Exercise requirements: Every record must be retyped as it stands.

══ Data supplied ══

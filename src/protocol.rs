//! WebSocket wire messages (§6 External Interfaces).
//!
//! Inbound messages are read generically (`t` plus whatever else is in the
//! object) because two of them — game-source `frame` and browser `input` —
//! must be relayed byte-for-byte unchanged; only the ones the hub itself
//! constructs (`sync`, `snd`, `frame` from the engine, `bridge.*`, `pong`)
//! get a concrete serializable shape.

use serde::{Deserialize, Serialize};
use serde_json::Value;

use crate::voice::{VoiceDelta, VoiceStateSnapshot};

#[derive(Debug, Deserialize)]
pub struct InboundEnvelope {
    pub t: String,
    #[serde(flatten)]
    pub rest: Value,
}

#[derive(Debug, Serialize)]
#[serde(tag = "t")]
pub enum ServerMessage {
    #[serde(rename = "sync")]
    Sync { snd: VoiceStateSnapshot },
    #[serde(rename = "snd")]
    Snd { snd: VoiceDelta },
    #[serde(rename = "frame")]
    Frame {
        #[serde(skip_serializing_if = "Option::is_none")]
        slot: Option<u16>,
        display: String,
        ts: i64,
    },
    #[serde(rename = "bridge.ready")]
    BridgeReady {
        game: String,
        slot: u16,
        status: &'static str,
    },
    #[serde(rename = "bridge.error")]
    BridgeError {
        game: String,
        #[serde(skip_serializing_if = "Option::is_none")]
        slot: Option<u16>,
        error: String,
    },
    #[serde(rename = "pong")]
    Pong { ts: i64 },
}

pub fn now_ms() -> i64 {
    chrono::Utc::now().timestamp_millis()
}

═══

Response area:
filename src/protocol.rs
//! WebSocket wire messages (§6 External Interfaces).
//!
//! Inbound messages are read generically (`t` plus whatever else is in the
//! object) because two of them — game-source `frame` and browser `input` —
//! must be relayed byte-for-byte unchanged; only the ones the hub itself
//! constructs (`sync`, `snd`, `frame` from the engine, `bridge.*`, `pong`)
//! get a concrete serializable shape.

use serde::{Deserialize, Serialize};
use serde_json::Value;

use crate::voice::{VoiceDelta, VoiceStateSnapshot};

#[derive(Debug, Deserialize)]
pub struct InboundEnvelope {
    pub t: String,
    #[serde(flatten)]
    pub rest: Value,
}

#[derive(Debug, Serialize)]
#[serde(tag = "t")]
pub enum ServerMessage {
    #[serde(rename = "sync")]
    Sync { snd: VoiceStateSnapshot },
    #[serde(rename = "snd")]
    Snd { snd: VoiceDelta },
    #[serde(rename = "frame")]
    Frame {
        #[serde(skip_serializing_if = "Option::is_none")]
        slot: Option<u16>,
        display: String,
        ts: i64,
    },
    #[serde(rename = "bridge.ready")]
    BridgeReady {
        game: String,
        slot: u16,
        status: &'static str,
    },
    #[serde(rename = "bridge.error")]
    BridgeError {
        game: String,
        #[serde(skip_serializing_if = "Option::is_none")]
        slot: Option<u16>,
        error: String,
    },
    #[serde(rename = "pong")]
    Pong { ts: i64 },
}

pub fn now_ms() -> i64 {
    chrono::Utc::now().timestamp_millis()
}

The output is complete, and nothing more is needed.